── PROVIDED DATA ──

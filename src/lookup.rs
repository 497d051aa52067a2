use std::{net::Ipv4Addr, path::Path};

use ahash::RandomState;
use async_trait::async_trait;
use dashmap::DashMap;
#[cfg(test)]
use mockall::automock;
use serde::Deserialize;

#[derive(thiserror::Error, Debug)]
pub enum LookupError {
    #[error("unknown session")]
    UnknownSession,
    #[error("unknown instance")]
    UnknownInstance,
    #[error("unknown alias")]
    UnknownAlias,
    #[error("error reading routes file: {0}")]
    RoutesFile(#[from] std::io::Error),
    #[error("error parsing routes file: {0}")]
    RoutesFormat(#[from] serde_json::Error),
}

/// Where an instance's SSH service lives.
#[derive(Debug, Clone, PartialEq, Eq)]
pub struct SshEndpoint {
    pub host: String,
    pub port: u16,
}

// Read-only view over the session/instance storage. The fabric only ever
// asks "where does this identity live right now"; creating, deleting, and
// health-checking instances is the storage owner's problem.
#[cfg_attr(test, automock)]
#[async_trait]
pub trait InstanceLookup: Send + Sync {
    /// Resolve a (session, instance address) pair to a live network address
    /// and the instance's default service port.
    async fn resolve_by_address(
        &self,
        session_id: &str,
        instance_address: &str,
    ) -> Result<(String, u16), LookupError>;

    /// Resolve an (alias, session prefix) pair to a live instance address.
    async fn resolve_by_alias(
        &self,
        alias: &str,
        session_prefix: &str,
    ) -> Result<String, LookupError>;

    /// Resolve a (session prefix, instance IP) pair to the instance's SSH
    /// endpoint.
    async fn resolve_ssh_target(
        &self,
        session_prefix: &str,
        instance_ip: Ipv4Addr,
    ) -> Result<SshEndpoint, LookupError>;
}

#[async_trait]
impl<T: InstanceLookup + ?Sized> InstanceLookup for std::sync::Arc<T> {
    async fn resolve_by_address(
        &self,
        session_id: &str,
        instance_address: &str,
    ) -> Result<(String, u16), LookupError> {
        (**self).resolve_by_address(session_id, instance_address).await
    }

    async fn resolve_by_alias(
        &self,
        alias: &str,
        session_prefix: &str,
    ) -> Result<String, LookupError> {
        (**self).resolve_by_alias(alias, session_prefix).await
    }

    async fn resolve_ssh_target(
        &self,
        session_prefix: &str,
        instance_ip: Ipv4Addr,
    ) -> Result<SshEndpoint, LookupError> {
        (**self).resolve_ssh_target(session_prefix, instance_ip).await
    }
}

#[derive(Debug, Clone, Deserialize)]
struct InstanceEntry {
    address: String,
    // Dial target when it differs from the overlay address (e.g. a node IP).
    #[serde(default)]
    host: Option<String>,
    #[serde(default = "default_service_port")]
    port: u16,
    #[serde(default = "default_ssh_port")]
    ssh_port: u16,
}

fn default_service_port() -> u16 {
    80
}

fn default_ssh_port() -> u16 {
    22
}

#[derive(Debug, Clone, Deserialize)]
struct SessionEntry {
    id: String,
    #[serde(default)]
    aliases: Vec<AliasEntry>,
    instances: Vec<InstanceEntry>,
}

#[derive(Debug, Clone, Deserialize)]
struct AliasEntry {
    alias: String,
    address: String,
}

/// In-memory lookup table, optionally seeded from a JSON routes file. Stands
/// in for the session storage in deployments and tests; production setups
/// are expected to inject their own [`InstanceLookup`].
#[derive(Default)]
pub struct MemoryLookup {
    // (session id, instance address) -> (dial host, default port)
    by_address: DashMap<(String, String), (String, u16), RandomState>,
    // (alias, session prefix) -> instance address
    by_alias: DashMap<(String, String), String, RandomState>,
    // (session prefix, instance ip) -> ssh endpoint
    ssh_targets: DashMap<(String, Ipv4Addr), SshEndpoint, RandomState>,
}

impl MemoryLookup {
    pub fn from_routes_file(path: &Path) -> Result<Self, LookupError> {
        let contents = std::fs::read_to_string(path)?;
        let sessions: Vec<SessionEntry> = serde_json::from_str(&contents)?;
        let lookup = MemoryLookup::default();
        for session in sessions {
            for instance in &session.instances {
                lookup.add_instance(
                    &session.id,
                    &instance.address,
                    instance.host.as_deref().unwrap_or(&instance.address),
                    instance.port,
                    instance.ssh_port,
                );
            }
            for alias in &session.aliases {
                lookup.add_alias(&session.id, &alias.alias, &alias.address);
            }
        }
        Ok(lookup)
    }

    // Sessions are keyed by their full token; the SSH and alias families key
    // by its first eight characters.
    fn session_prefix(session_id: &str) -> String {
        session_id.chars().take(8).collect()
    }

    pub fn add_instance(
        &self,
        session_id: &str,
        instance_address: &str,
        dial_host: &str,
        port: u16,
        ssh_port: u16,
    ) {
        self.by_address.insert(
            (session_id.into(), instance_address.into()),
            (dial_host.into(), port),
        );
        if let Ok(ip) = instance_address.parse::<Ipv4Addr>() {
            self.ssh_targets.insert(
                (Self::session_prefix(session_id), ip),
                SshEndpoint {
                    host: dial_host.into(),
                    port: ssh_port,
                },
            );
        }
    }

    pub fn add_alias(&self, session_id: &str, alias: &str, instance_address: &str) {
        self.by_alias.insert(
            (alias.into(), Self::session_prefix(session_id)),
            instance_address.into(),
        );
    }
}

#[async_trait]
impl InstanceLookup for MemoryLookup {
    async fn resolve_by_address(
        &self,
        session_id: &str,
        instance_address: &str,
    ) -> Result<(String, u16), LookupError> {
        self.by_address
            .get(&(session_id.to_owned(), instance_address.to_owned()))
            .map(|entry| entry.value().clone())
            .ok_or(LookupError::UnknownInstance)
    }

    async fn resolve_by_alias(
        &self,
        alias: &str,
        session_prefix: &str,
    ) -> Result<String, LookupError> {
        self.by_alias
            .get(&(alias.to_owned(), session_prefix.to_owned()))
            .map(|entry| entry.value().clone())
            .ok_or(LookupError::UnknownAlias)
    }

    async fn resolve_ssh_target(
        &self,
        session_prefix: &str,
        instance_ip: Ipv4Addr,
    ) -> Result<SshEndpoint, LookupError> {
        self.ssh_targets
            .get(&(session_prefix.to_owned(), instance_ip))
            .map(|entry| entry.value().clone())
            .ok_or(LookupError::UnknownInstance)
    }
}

───
── PROVIDED DATA ──

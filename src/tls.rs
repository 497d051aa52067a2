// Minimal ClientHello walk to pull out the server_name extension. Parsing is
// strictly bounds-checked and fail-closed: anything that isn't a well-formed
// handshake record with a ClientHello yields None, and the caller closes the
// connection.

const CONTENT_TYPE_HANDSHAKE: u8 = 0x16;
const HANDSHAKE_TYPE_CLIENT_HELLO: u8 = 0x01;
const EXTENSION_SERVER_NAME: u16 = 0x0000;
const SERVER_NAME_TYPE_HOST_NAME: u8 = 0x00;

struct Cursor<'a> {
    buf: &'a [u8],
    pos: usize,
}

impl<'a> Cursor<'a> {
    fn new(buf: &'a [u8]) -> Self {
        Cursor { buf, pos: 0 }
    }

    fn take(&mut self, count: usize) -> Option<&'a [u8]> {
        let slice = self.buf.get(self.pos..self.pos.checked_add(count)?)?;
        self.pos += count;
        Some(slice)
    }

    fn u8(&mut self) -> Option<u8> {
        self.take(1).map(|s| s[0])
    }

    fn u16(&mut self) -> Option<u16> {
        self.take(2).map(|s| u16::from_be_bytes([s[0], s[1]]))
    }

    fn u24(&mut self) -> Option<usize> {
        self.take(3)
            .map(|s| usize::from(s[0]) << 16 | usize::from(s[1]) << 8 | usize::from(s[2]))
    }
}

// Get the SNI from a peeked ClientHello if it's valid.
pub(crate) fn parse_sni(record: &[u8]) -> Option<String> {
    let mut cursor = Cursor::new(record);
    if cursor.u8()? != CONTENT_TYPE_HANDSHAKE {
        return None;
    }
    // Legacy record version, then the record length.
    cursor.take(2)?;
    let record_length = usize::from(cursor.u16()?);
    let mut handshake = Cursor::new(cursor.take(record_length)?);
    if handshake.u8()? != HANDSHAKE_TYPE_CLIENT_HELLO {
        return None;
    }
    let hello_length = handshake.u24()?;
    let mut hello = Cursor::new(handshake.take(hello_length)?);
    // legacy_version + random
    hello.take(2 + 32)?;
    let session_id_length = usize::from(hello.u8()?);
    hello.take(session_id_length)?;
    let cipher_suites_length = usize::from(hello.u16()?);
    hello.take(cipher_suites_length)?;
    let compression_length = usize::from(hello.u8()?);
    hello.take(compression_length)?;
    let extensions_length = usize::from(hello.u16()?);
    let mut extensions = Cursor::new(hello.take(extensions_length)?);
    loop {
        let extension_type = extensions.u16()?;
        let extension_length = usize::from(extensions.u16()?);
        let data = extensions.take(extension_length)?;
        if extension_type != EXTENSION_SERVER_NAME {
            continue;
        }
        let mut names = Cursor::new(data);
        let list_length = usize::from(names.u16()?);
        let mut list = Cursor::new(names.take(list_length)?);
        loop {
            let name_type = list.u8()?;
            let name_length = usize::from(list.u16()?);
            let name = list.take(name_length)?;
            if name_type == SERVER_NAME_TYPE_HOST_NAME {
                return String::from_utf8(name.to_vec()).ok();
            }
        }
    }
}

───

TASK DIRECTIONS - All that is wanted is the number of lines in the records that include the string "AliasEntry".

EXERCISE RESULT - 2